What is more interesting is how the company got to $100 million in stockholders' equity. In the first quarter of 2014, Orchid completed two secondary offerings. The net proceeds were approximately $68.2 million. It is important to note the Book Value of Orchid was $13.40 and $12.47 per share as of December 31, 2013 and March 31, 2014 respectively.

(click to enlarge)

It is clear to me that the first offering was dilutive to shareholders, being only 16 days after the fourth quarter. However, the second offering is much harder to tell. The main question I have is why did the company needed to raise capital after losing 10% of its book value after less than a year of operations?

I tried to get answers as to what goes into the determination that the company should raise capital, as well as, if the two common stock offerings were done with the goal of achieving a shareholders' equity of greater than $100 million, but I received no response from Orchid or Bimini.

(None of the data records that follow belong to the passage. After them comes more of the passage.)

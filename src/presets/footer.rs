//! Footer call-to-action and testimonial blocks
//!
//! Pages come with one of several footer shapes. Each shape is an anchor;
//! the list order is the order the shapes are tried in.

use crate::domain::{Anchor, InjectionRule, Pattern, RuleError, Side, SupersedeMode};

/// Pages that never receive footer blocks
pub const EXCLUDED_PAGES: &[&str] = &["testimonios.html", "googleb3cccf1efd67c490.html"];

pub const CTA_MARKER: &str = "footer-cta-persuasivo";
pub const PROOF_MARKER: &str = "global-social-proof-footer";

const CTA_MODERN: &str = r##"            <div class="footer-cta-persuasivo" style="background: rgba(255,255,255,0.05); padding: 2rem; border-radius: 1rem; margin-bottom: 3rem; border: 1px solid rgba(255,255,255,0.1); text-align: center;">
                <h3 style="color: white; font-family: 'Outfit', sans-serif; font-size: 1.5rem; margin-bottom: 1rem;">¿Aún con dudas?</h3>
                <p style="font-size: 1.1rem; color: #cbd5e1; margin-bottom: 1.5rem; max-width: 600px; margin-left: auto; margin-right: auto;">Únete a las más de 10,000 personas que ya transformaron su vida. Descubre sus historias aquí y toma acción hoy.</p>
                <a href="testimonios.html" style="display: inline-block; background: var(--primary); color: white; padding: 0.8rem 2rem; border-radius: 2rem; text-decoration: none; font-weight: 600; transition: background 0.3s; box-shadow: 0 4px 15px rgba(37,99,235,0.3);">Ver Casos de Éxito</a>
            </div>
"##;

/// Grid-spanning variant for `fl-footer` pages
const CTA_FL: &str = r##"            <div class="fl-footer-cta-persuasivo" style="background: rgba(255,255,255,0.05); padding: 2rem; border-radius: 1rem; margin-bottom: 3rem; border: 1px solid rgba(255,255,255,0.1); text-align: center; grid-column: 1 / -1;">
                <h3 style="color: white; font-family: 'Outfit', sans-serif; font-size: 1.5rem; margin-bottom: 1rem;">¿Aún con dudas?</h3>
                <p style="font-size: 1.1rem; color: #cbd5e1; margin-bottom: 1.5rem; max-width: 600px; margin-left: auto; margin-right: auto;">Únete a las más de 10,000 personas que ya transformaron su vida. Descubre sus historias aquí y toma acción hoy.</p>
                <a href="testimonios.html" style="display: inline-block; background: linear-gradient(135deg, #2563eb, #1d4ed8); color: white; padding: 0.8rem 2rem; border-radius: 2rem; text-decoration: none; font-weight: 600; transition: transform 0.3s; box-shadow: 0 4px 15px rgba(37,99,235,0.3);">Ver Casos de Éxito</a>
            </div>
"##;

const SOCIAL_PROOF: &str = r##"<!-- Global Social Proof Footer -->
<div class="global-social-proof-footer" style="padding: 4rem 0; background: #0a0a0b; border-top: 1px solid rgba(255,255,255,0.05);">
    <div class="container" style="max-width: 1200px; margin: 0 auto; padding: 0 1.5rem;">
        <div style="text-align: center; margin-bottom: 3rem;">
            <p style="color: #3b82f6; text-transform: uppercase; letter-spacing: 0.1em; font-weight: 700; font-size: 0.8rem; margin-bottom: 0.5rem; font-family: 'Outfit', sans-serif;">Resultados Probados</p>
            <h2 style="color: white; font-family: 'Outfit', sans-serif; font-size: clamp(1.5rem, 4vw, 2.2rem); margin-bottom: 1rem;">Historias que inspiran acción.</h2>
        </div>

        <div style="display: grid; grid-template-columns: repeat(auto-fit, minmax(300px, 1fr)); gap: 1.5rem; margin-bottom: 3rem;">
            <!-- Card 1: Elena Villalobos -->
            <div style="background: rgba(255,255,255,0.03); border: 1px solid rgba(255,255,255,0.08); padding: 2rem; border-radius: 20px; transition: transform 0.3s ease;">
                <div style="display: flex; align-items: center; gap: 1rem; margin-bottom: 1.5rem;">
                    <img src="https://i.pravatar.cc/150?u=elena" alt="Dra. Elena Villalobos" style="width: 48px; height: 48px; border-radius: 50%; object-fit: cover;">
                    <div>
                        <h4 style="color: white; margin: 0; font-size: 1rem; font-family: 'Outfit', sans-serif;">Dra. Elena Villalobos</h4>
                        <p style="color: #64748b; margin: 0; font-size: 0.8rem;">Pediatra · Madre de Mateo</p>
                    </div>
                </div>
                <div style="color: #3b82f6; font-family: 'JetBrains Mono', monospace; font-size: 1.2rem; margin-bottom: 1rem; font-weight: 700;">6.2 → 9.1 <span style="font-size: 0.7rem; color: #64748b;">PROMEDIO</span></div>
                <p style="color: #cbd5e1; font-style: italic; line-height: 1.6; font-size: 0.95rem;">"El promedio de Mateo saltó de 6.2 a 9.1 en solo 4 semanas. La inversión se pagó sola en el segundo mes."</p>
            </div>

            <!-- Card 2: Alejandro Torres -->
            <div style="background: rgba(255,255,255,0.03); border: 1px solid rgba(255,255,255,0.08); padding: 2rem; border-radius: 20px; transition: transform 0.3s ease;">
                <div style="display: flex; align-items: center; gap: 1rem; margin-bottom: 1.5rem;">
                    <img src="https://i.pravatar.cc/150?u=alejandro" alt="Alejandro Torres" style="width: 48px; height: 48px; border-radius: 50%; object-fit: cover;">
                    <div>
                        <h4 style="color: white; margin: 0; font-size: 1rem; font-family: 'Outfit', sans-serif;">Alejandro Torres</h4>
                        <p style="color: #64748b; margin: 0; font-size: 0.8rem;">Dir. Operaciones · TechLogistics</p>
                    </div>
                </div>
                <div style="color: #3b82f6; font-family: 'JetBrains Mono', monospace; font-size: 1.2rem; margin-bottom: 1rem; font-weight: 700;">34 MIN <span style="font-size: 0.7rem; color: #64748b;">300 PÁGINAS</span></div>
                <p style="color: #cbd5e1; font-style: italic; line-height: 1.6; font-size: 0.95rem;">"WorldBrain me enseñó a leer 300 páginas en 34 minutos con retención real. Ahora devoro 2 libros por semana."</p>
            </div>

            <!-- Card 3: Silvia Ortiz -->
            <div style="background: rgba(255,255,255,0.03); border: 1px solid rgba(255,255,255,0.08); padding: 2rem; border-radius: 20px; transition: transform 0.3s ease;">
                <div style="display: flex; align-items: center; gap: 1rem; margin-bottom: 1.5rem;">
                    <img src="https://i.pravatar.cc/150?u=silvia" alt="Silvia Ortiz" style="width: 48px; height: 48px; border-radius: 50%; object-fit: cover;">
                    <div>
                        <h4 style="color: white; margin: 0; font-size: 1rem; font-family: 'Outfit', sans-serif;">Silvia Ortiz</h4>
                        <p style="color: #64748b; margin: 0; font-size: 0.8rem;">Mamá de Diego · COMIPEMS</p>
                    </div>
                </div>
                <div style="color: #3b82f6; font-family: 'JetBrains Mono', monospace; font-size: 1.2rem; margin-bottom: 1rem; font-weight: 700;">118 / 128 <span style="font-size: 0.7rem; color: #64748b;">ACIERTOS</span></div>
                <p style="color: #cbd5e1; font-style: italic; line-height: 1.6; font-size: 0.95rem;">"Mi hijo sacó 118 de 128 y quedó en Prepa 6 UNAM gracias a Fotolectura y súper-memoria."</p>
            </div>
        </div>

        <div style="text-align: center;">
            <a href="testimonios.html" style="display: inline-block; background: #2563eb; color: white; padding: 1rem 2.5rem; border-radius: 50px; text-decoration: none; font-weight: 700; transition: all 0.3s ease; box-shadow: 0 10px 20px rgba(37,99,235,0.2); font-family: 'Outfit', sans-serif;">
                Ver más casos de éxito <i class="fas fa-arrow-right" style="margin-left: 0.5rem;"></i>
            </a>
        </div>
    </div>
</div>
"##;

const FL_GRID: &str = r#"(?s)<footer class="fl-footer".*?<div class="fl-footer-grid">"#;
const MODERN_CONTAINER: &str = r#"(?s)<footer class="footer-modern"[^>]*>.*?<div class="container">"#;
const COSMIC_CONTENT: &str = r#"(?s)<footer class="cosmic-footer">.*?<div class="footer-content">"#;
const ANY_CONTAINER: &str = r#"(?s)<footer[^>]*>.*?<div class="container">"#;

const OLD_CTA_FL: &str = r#"(?s)<div class="fl-footer-cta-persuasivo".*?</div>"#;
const OLD_CTA: &str = r#"(?s)<div class="footer-cta-persuasivo".*?</div>"#;

fn regex_anchor(rule: &str, source: &str, snippet: Option<String>) -> Result<Anchor, RuleError> {
    let mut anchor = Anchor::new(Pattern::regex(rule, source)?, Side::After);
    anchor.snippet = snippet;
    Ok(anchor)
}

/// "Still unsure?" call-to-action linking to the testimonials page
pub fn cta_rule() -> Result<InjectionRule, RuleError> {
    let name = "footer-cta";
    let mut builder = InjectionRule::builder(name, CTA_MARKER, format!("\n{}", CTA_MODERN))
        .anchor_with(regex_anchor(name, FL_GRID, Some(format!("\n{}", CTA_FL)))?)
        .anchor_with(regex_anchor(name, MODERN_CONTAINER, None)?)
        .anchor_with(regex_anchor(name, COSMIC_CONTENT, None)?)
        .anchor_with(regex_anchor(name, ANY_CONTAINER, None)?);

    for page in EXCLUDED_PAGES {
        builder = builder.exclude(*page);
    }
    builder.build()
}

/// Testimonial footer; takes the place of an existing CTA block if there is one
pub fn social_proof_rule() -> Result<InjectionRule, RuleError> {
    let mut builder = InjectionRule::builder("social-proof", PROOF_MARKER, format!("\n{}", SOCIAL_PROOF))
        .supersede_regex(OLD_CTA_FL, SupersedeMode::Replace)
        .supersede_regex(OLD_CTA, SupersedeMode::Replace)
        .anchor_regex(COSMIC_CONTENT, Side::After)
        .anchor_regex(r#"<footer[^>]*>\s*<div class="container">"#, Side::After)
        .anchor_regex(r#"<footer[^>]*>\s*<div class="fl-footer-grid">"#, Side::After)
        .anchor_regex(r"<footer[^>]*>", Side::After);

    for page in EXCLUDED_PAGES {
        builder = builder.exclude(*page);
    }
    builder.build()
}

What is most concerning to me is the stock incentive plan found in Note 7. Stock Incentive Plan. The 2012 stock incentive plan was put into effect BEFORE the company went public. This reminds me of the "2003 Plan" Mr. Zimmer and Mr. Cauley implemented at Bimini before they went public in 2004, which you can find in Note. 7 Stock Incentive Plan.

Current Valuation (Industry AVG is made up by AGNC, ANH, ARR, CMO, CYS, HTS, and NLY)

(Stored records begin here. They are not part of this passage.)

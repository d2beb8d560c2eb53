//! Configuration handling for pagepatch
//!
//! Two TOML files are involved:
//! - rule files, passed to `pagepatch apply <FILE>`
//! - the global config at `~/.config/pagepatch/config.toml` (platform
//!   dependent), holding defaults such as always-excluded pages

use std::fs;
use std::path::{Path, PathBuf};

use anyhow::{Context, Result};
use directories::ProjectDirs;
use serde::{Deserialize, Serialize};
use thiserror::Error;

use crate::domain::{Anchor, InjectionRule, Pattern, RuleError, Side, SupersedeMode};

#[derive(Debug, Error)]
pub enum ConfigError {
    #[error("Invalid configuration: {0}")]
    Invalid(String),

    #[error("Failed to parse configuration: {0}")]
    Parse(String),

    #[error(transparent)]
    Rule(#[from] RuleError),
}

/// Compiles a pattern given as either `literal` or `regex`, never both
fn compile_pattern(
    rule: &str,
    literal: &Option<String>,
    regex: &Option<String>,
) -> Result<Pattern, ConfigError> {
    match (literal, regex) {
        (Some(lit), None) => Ok(Pattern::literal(lit.clone())),
        (None, Some(re)) => Ok(Pattern::regex(rule, re)?),
        (Some(_), Some(_)) => Err(ConfigError::Invalid(format!(
            "rule '{}': set either 'literal' or 'regex', not both",
            rule
        ))),
        (None, None) => Err(ConfigError::Invalid(format!(
            "rule '{}': pattern needs 'literal' or 'regex'",
            rule
        ))),
    }
}

#[derive(Debug, Clone, Serialize, Deserialize)]
#[serde(deny_unknown_fields)]
pub struct AnchorSpec {
    pub literal: Option<String>,
    pub regex: Option<String>,

    /// `before` or `after`
    pub side: String,

    /// Overrides the rule snippet when this anchor is used
    pub snippet: Option<String>,
}

#[derive(Debug, Clone, Serialize, Deserialize)]
#[serde(deny_unknown_fields)]
pub struct SupersedeSpec {
    pub literal: Option<String>,
    pub regex: Option<String>,

    /// `remove` (default) or `replace`
    #[serde(default = "default_supersede_mode")]
    pub mode: String,
}

fn default_supersede_mode() -> String {
    "remove".to_string()
}

#[derive(Debug, Clone, Serialize, Deserialize)]
#[serde(deny_unknown_fields)]
pub struct RuleSpec {
    pub name: String,
    pub marker: String,
    pub snippet: String,

    #[serde(default)]
    pub exclude: Vec<String>,

    #[serde(default, rename = "anchor")]
    pub anchors: Vec<AnchorSpec>,

    #[serde(default, rename = "supersede")]
    pub supersedes: Vec<SupersedeSpec>,
}

impl RuleSpec {
    /// Compiles and validates the rule
    pub fn compile(&self) -> Result<InjectionRule, ConfigError> {
        let mut builder = InjectionRule::builder(&self.name, &self.marker, &self.snippet);

        for spec in &self.anchors {
            let side: Side = spec.side.parse()?;
            let mut anchor = Anchor::new(compile_pattern(&self.name, &spec.literal, &spec.regex)?, side);
            anchor.snippet = spec.snippet.clone();
            builder = builder.anchor_with(anchor);
        }

        for spec in &self.supersedes {
            let mode: SupersedeMode = spec.mode.parse()?;
            builder = builder.supersede(compile_pattern(&self.name, &spec.literal, &spec.regex)?, mode);
        }

        for name in &self.exclude {
            builder = builder.exclude(name);
        }

        Ok(builder.build()?)
    }
}

/// Contents of a rule file
#[derive(Debug, Clone, Default, Serialize, Deserialize)]
#[serde(deny_unknown_fields)]
pub struct RulesFile {
    /// Pages excluded from every rule in the file
    #[serde(default)]
    pub exclude: Vec<String>,

    #[serde(default, rename = "rule")]
    pub rules: Vec<RuleSpec>,
}

impl RulesFile {
    pub fn parse(content: &str) -> Result<Self, ConfigError> {
        toml::from_str(content).map_err(|e| ConfigError::Parse(e.to_string()))
    }

    pub fn load(path: &Path) -> Result<Self> {
        let content = fs::read_to_string(path)
            .with_context(|| format!("Failed to read rule file: {}", path.display()))?;

        Self::parse(&content).with_context(|| format!("Failed to load rule file: {}", path.display()))
    }

    /// Compiles every rule, failing on the first invalid one
    pub fn compile(&self) -> Result<Vec<InjectionRule>, ConfigError> {
        if self.rules.is_empty() {
            return Err(ConfigError::Invalid("rule file defines no [[rule]] entries".to_string()));
        }

        self.rules
            .iter()
            .map(|spec| {
                spec.compile()
                    .map(|rule| rule.with_exclusions(self.exclude.iter().cloned()))
            })
            .collect()
    }
}

/// Global user configuration
#[derive(Debug, Clone, Default, PartialEq, Serialize, Deserialize)]
#[serde(default)]
pub struct GlobalConfig {
    /// Pages no rule ever touches (e.g. search-console verification files)
    pub exclude: Vec<String>,

    /// Exit non-zero when a page has no anchor or fails to read/write
    pub strict: bool,
}

impl GlobalConfig {
    /// Returns the default global config path
    pub fn default_path() -> Option<PathBuf> {
        ProjectDirs::from("dev", "pagepatch", "pagepatch")
            .map(|dirs| dirs.config_dir().join("config.toml"))
    }

    /// Loads from `path`, or from the default location when `None`.
    /// Only the default location may be missing; it then yields the defaults.
    pub fn load(path: Option<&Path>) -> Result<Self> {
        let config_path = match path {
            Some(p) => p.to_path_buf(),
            None => match Self::default_path() {
                Some(p) if p.exists() => p,
                _ => return Ok(Self::default()),
            },
        };

        let content = fs::read_to_string(&config_path)
            .with_context(|| format!("Failed to read global config: {}", config_path.display()))?;

        toml::from_str(&content)
            .map_err(|e| ConfigError::Parse(e.to_string()))
            .with_context(|| format!("Failed to parse global config: {}", config_path.display()))
    }
}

As seen in the chart ORC has outperformed the industry average in economic returns since going public (starting March 31, 2013), but clearly fell behind last quarter. This was mainly due to the significant drop in book value in the first quarter, which could be attributed to the two secondary offerings. Currently, Orchid is trading at a premium to Book Value when most companies in the industry are trading at a discount. The premium to Book Value coupled with an expected increase in expenses later in the year is a strong argument that Orchid Island is currently overvalued.

Part I Summary

  • Orchid Island is a REIT managed by the co-founder of Bimini who has also been CEO since 2008. The CIO/CFO of Orchid has been the CIO/CFO of Bimini since 2008.
  • Orchid Island was a wholly owned subsidiary of Bimini, and went public in 2013.
  • Bimini is a REIT founded in 2003, listed on the NYSE in 2004, and now trades OCTBB.
  • If you would have invested in Bimini's IPO (with reinvested dividends) you would currently have losses of 99%.
  • Bimini (OTCQB:BMNM) has been mixed up in litigation dating back to 2007, and still has a case ongoing, which could impact Orchid Island's performance.

Part II Summary

  • The management agreement is typical of externally managed mREITs.
  • The 2012 Equity plan is a compensation plan put in place before the company went public.
  • The recent public offerings put the company above $100 million in stockholders' equity, increasing expenses per the management agreement.
  • Higher equity also means higher management fees.
  • Orchid Island is currently overvalued trading at a premium to book with an expected increase in expenses later in the year.

Conclusion

Investors looking for an income producing investment with capital preservation might want to reconsider investing in Orchid Island. There are significant red flags around the company's management team, as well as external manager (who are the same people). This coupled with the company trading at a premium to Book Value when many of their peers are trading at a discount should make an investor shop elsewhere for better returns.

As I said in Part I, I contacted both Orchid and Bimini on May 12th, and I received no response.

Source: Orchid Island Capital: A Deep Look Part II

Additional disclosure: Information in this article is my opinion only and shouldn't be construed as advice to buy or sell securities. Recommendations don't take into account individual readers' investment risk or return objectives and constraints. The article is for information purposes and you are encouraged to do your own research before making any investment decisions. All information here in this article is accurate to my knowledge.